La commissione mensa non è un organismo obbligatorio, ma fortunatamente, è presente nella maggior parte delle scuole italiane (circa il 75%). La sua composizione e le sue competenze sono spesso definite dal capitolato elaborato dal Comune per appaltare il servizio di ristorazione. Tra i suoi compiti però sicuramente ce n’è uno imprescindibile e decisamente importante: il controllo e la gestione delle diete speciali. Il che significa che alcuni bambini hanno un menù diverso dagli altri e le ragioni possono essere le più varie: esigenze etiche (vegetariani e vagani ad esempio), religiose, malattie temporanee o croniche, oppure allergie alimentari. Ma quali sono le allergie più frequenti e come comportarsi nei confronti dei bimbi che ne soffrono? Lo abbiamo chiesto al Professor Alessandro Fiocchi, responsabile dell'Allergologia dell'Ospedale Pediatrico Bambino Gesù di Roma.
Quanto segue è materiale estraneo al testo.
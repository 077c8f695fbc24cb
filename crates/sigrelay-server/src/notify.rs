//! Relay-originated notifications and role fan-out.
//!
//! Every send is independent: a failing recipient is logged and skipped,
//! never aborting delivery to the others.

use metrics::counter;
use sigrelay_core::{ConnectionId, ConnectionKey, Outbound, Role};
use tracing::{debug, warn};

use crate::connection::{Connection, Frame, SendError};
use crate::metrics::RELAY_SEND_FAILURES_TOTAL;
use crate::registry::Registry;

fn record_failure(connection: &Connection, kind: &str, err: &SendError) {
    counter!(RELAY_SEND_FAILURES_TOTAL, "reason" => err.error_kind()).increment(1);
    warn!(conn = %connection.key(), kind, error = %err, "failed to send to connection");
}

/// Queue a relay message for one connection. Returns whether it was queued.
pub fn send(connection: &Connection, message: &Outbound) -> bool {
    match connection.send_outbound(message) {
        Ok(()) => true,
        Err(e) => {
            record_failure(connection, message.kind(), &e);
            false
        }
    }
}

pub fn system_message(connection: &Connection, text: impl Into<String>) -> bool {
    send(connection, &Outbound::system(text))
}

pub fn error_message(connection: &Connection, text: impl Into<String>) -> bool {
    send(connection, &Outbound::error(text))
}

/// Queue `frame` for every connection with `role`, skipping `except`.
///
/// Returns the number of connections the frame was queued for.
pub fn fan_out(
    registry: &Registry,
    role: Role,
    except: Option<&ConnectionKey>,
    frame: &Frame,
    kind: &str,
) -> usize {
    let mut delivered = 0;
    registry.for_each(role, |record| {
        if except == Some(record.connection.key()) {
            return;
        }
        if !record.connection.is_writable() {
            debug!(conn_id = %record.id, kind, "skipping connection that is no longer writable");
            return;
        }
        match record.connection.send(frame.clone()) {
            Ok(()) => delivered += 1,
            Err(e) => record_failure(&record.connection, kind, &e),
        }
    });
    delivered
}

fn broadcast_to_hosts(registry: &Registry, message: &Outbound) -> usize {
    let json = match message.to_json() {
        Ok(json) => json,
        Err(e) => {
            warn!(kind = message.kind(), error = %e, "failed to serialize notification");
            return 0;
        }
    };
    fan_out(registry, Role::Host, None, &Frame::from(json), message.kind())
}

/// Tell every host how many clients are registered right now.
pub fn broadcast_client_count(registry: &Registry) -> usize {
    let count = registry.count_by_role(Role::Client);
    let recipients = broadcast_to_hosts(registry, &Outbound::ClientUpdate { count });
    debug!(count, recipients, "broadcast client count");
    recipients
}

/// Ask every host to send a fresh offer for a newly joined client.
pub fn request_offer(registry: &Registry, client_id: ConnectionId) -> usize {
    let recipients = broadcast_to_hosts(registry, &Outbound::RequestOffer { client_id });
    debug!(%client_id, recipients, "requested offer from hosts");
    recipients
}

#[cfg(test)]
mod tests {
    use super::*;
    use serde_json::Value;
    use tokio::sync::mpsc;

    fn add(
        registry: &mut Registry,
        role: Option<Role>,
    ) -> (Connection, mpsc::Receiver<Frame>) {
        let (conn, rx) = Connection::channel(8);
        let _ = registry.register(conn.clone()).unwrap();
        if let Some(role) = role {
            let _ = registry.set_role(conn.key(), role).unwrap();
        }
        (conn, rx)
    }

    fn recv_json(rx: &mut mpsc::Receiver<Frame>) -> Value {
        serde_json::from_str(&rx.try_recv().unwrap()).unwrap()
    }

    #[test]
    fn client_count_goes_to_hosts_only() {
        let mut reg = Registry::new();
        let (_h1, mut rh1) = add(&mut reg, Some(Role::Host));
        let (_h2, mut rh2) = add(&mut reg, Some(Role::Host));
        let (_c, mut rc) = add(&mut reg, Some(Role::Client));
        let (_u, mut ru) = add(&mut reg, None);

        assert_eq!(broadcast_client_count(&reg), 2);
        for rx in [&mut rh1, &mut rh2] {
            let msg = recv_json(rx);
            assert_eq!(msg["type"], "client-update");
            assert_eq!(msg["count"], 1);
        }
        assert!(rc.try_recv().is_err());
        assert!(ru.try_recv().is_err());
    }

    #[test]
    fn request_offer_carries_client_id() {
        let mut reg = Registry::new();
        let (_h, mut rh) = add(&mut reg, Some(Role::Host));
        assert_eq!(request_offer(&reg, ConnectionId::new(9)), 1);
        let msg = recv_json(&mut rh);
        assert_eq!(msg["type"], "request-offer");
        assert_eq!(msg["clientId"], 9);
    }

    #[test]
    fn failing_recipient_does_not_abort_broadcast() {
        let mut reg = Registry::new();
        let (_dead, dead_rx) = add(&mut reg, Some(Role::Host));
        let (full, _full_rx) = add(&mut reg, Some(Role::Host));
        let (_ok, mut ok_rx) = add(&mut reg, Some(Role::Host));
        drop(dead_rx);
        for _ in 0..8 {
            full.send(Frame::from("filler")).unwrap();
        }

        assert_eq!(broadcast_client_count(&reg), 1);
        assert_eq!(recv_json(&mut ok_rx)["count"], 0);
    }

    #[test]
    fn fan_out_skips_sender() {
        let mut reg = Registry::new();
        let (a, mut ra) = add(&mut reg, Some(Role::Client));
        let (_b, mut rb) = add(&mut reg, Some(Role::Client));
        let frame = Frame::from(r#"{"type":"ping"}"#);
        assert_eq!(fan_out(&reg, Role::Client, Some(a.key()), &frame, "ping"), 1);
        assert!(ra.try_recv().is_err());
        assert_eq!(&*rb.try_recv().unwrap(), r#"{"type":"ping"}"#);
    }

    #[test]
    fn no_hosts_means_no_recipients() {
        let mut reg = Registry::new();
        let (_c, _rc) = add(&mut reg, Some(Role::Client));
        assert_eq!(broadcast_client_count(&reg), 0);
        assert_eq!(request_offer(&reg, ConnectionId::new(1)), 0);
    }

    #[test]
    fn single_recipient_messages() {
        let (conn, mut rx) = Connection::channel(4);
        assert!(system_message(&conn, "welcome"));
        assert!(error_message(&conn, "nope"));
        let first = recv_json(&mut rx);
        assert_eq!(first["type"], "system");
        assert_eq!(first["message"], "welcome");
        let second = recv_json(&mut rx);
        assert_eq!(second["type"], "error");
        assert_eq!(second["message"], "nope");
    }

    #[test]
    fn send_to_closed_connection_reports_false() {
        let (conn, rx) = Connection::channel(4);
        drop(rx);
        assert!(!system_message(&conn, "gone"));
    }
}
“Le allergie alimentari più frequenti, che colpiscono attualmente circa il 3% dei bambini europei (ma sono prevedibilmente in aumento, visto il trend dei paesi anglosassoni che si aggira intorno al 10%), sono nell’ordine quelle al latte, alle uova, alla frutta secca, al grano ed infine al pesce" spiega il prof. Fiocchi. "In realtà, però, le certificazioni più numerose riportate a scuola sono quelle relative all’allergia al latte e al pesce. La ragione? Spesso i genitori supplicano i pediatri di stilare una diagnosi di allergia perché i propri figli detestano il pesce e non lo vogliono mangiare per alcun motivo. I medici di famiglia si mostrano, talvolta, compiacenti di fronte alle richieste assillanti e petulanti di mamma e papà. Anche i certificati di intolleranza alimentare, a volte frutto di frettolosi test eseguiti in farmacia da genitori iperansiosi, sono spesso poco attendibili. Il risultato è che il certificato (redatto dallo specialista allergologo o, ben più frequentemente, dal pediatra o medico di base) che deve essere presentato a scuola dai genitori per ottenere un pasto “su misura”, non sempre rispecchia le reali problematiche alimentari. La conseguenza, ovvia, è un numero eccessivo di menù personalizzati. Ma, nonostante la richiesta sovradimensionata, i servizi di ristorazione si sono mostrati sempre molto attenti nella preparazione e distribuzione di pasti ad hoc. L’errore capita, è umano, ma è veramente rarissimo. I piatti destinati ai bimbi allergici vengono, infatti, più volte controllati e un dato è certo: è assai più probabile che l’incidente capiti a casa della nonna o durante una festa di compleanno, piuttosto che in mensa”. Quindi si può stare decisamente tranquilli anche se un occhio in più, quello del genitore che fa parte della commissione mensa, certo non guasta.

“Il problema è però decisamente un altro: come non far sentire diverso il bimbo o il ragazzo allergico. Se fino ai primi anni delle elementari chi riceve un pasto diverso dai coetanei si sente in qualche modo speciale, perché è questo ciò che viene trasmesso dai medici e dai genitori, durante l’adolescenza la percezione cambia totalmente" prosegue Fiocchi. "I ragazzini possono diventare, per esempio, oggetto di scherno da parte dei compagni. A volte poi, purtroppo, lo scherzo può degenerare pesantemente. Un esempio? L’arachide nascosta nel pezzo di torta, in grado, qualora provochi reazioni gravi come lo shock anafilattico, di mettere addirittura a repentaglio la vita stessa. In alcuni casi è, invece, l’atteggiamento di sfida che contraddistingue l’età adolescenziale a mettere in pericolo il ragazzo allergico. Il desiderio di trasgredire e di assaggiare solo un pezzetto di quel cibo “proibito” può costare molto, molto caro”.

Come vigilare, allora? “Sostanzialmente in due modi: da una parte attraverso una prevenzione sociale dei rischi e cioè con l’educazione in senso lato (accettazione della diversità individuale e rispetto dell’altro) e con un percorso medico che permetta la desensibilizzazione graduale nei confronti degli allergeni. Ciò avviene tramite la somministrazione, sotto stretto controllo medico (è previsto il ricovero ospedaliero) di piccolissime quantità via via crescenti dell’alimento incriminato. Si permette così di far fronte a reazioni molto gravi e di limitare i rischi nel caso di accidentali somministrazioni del cibo a cui si è allergici”.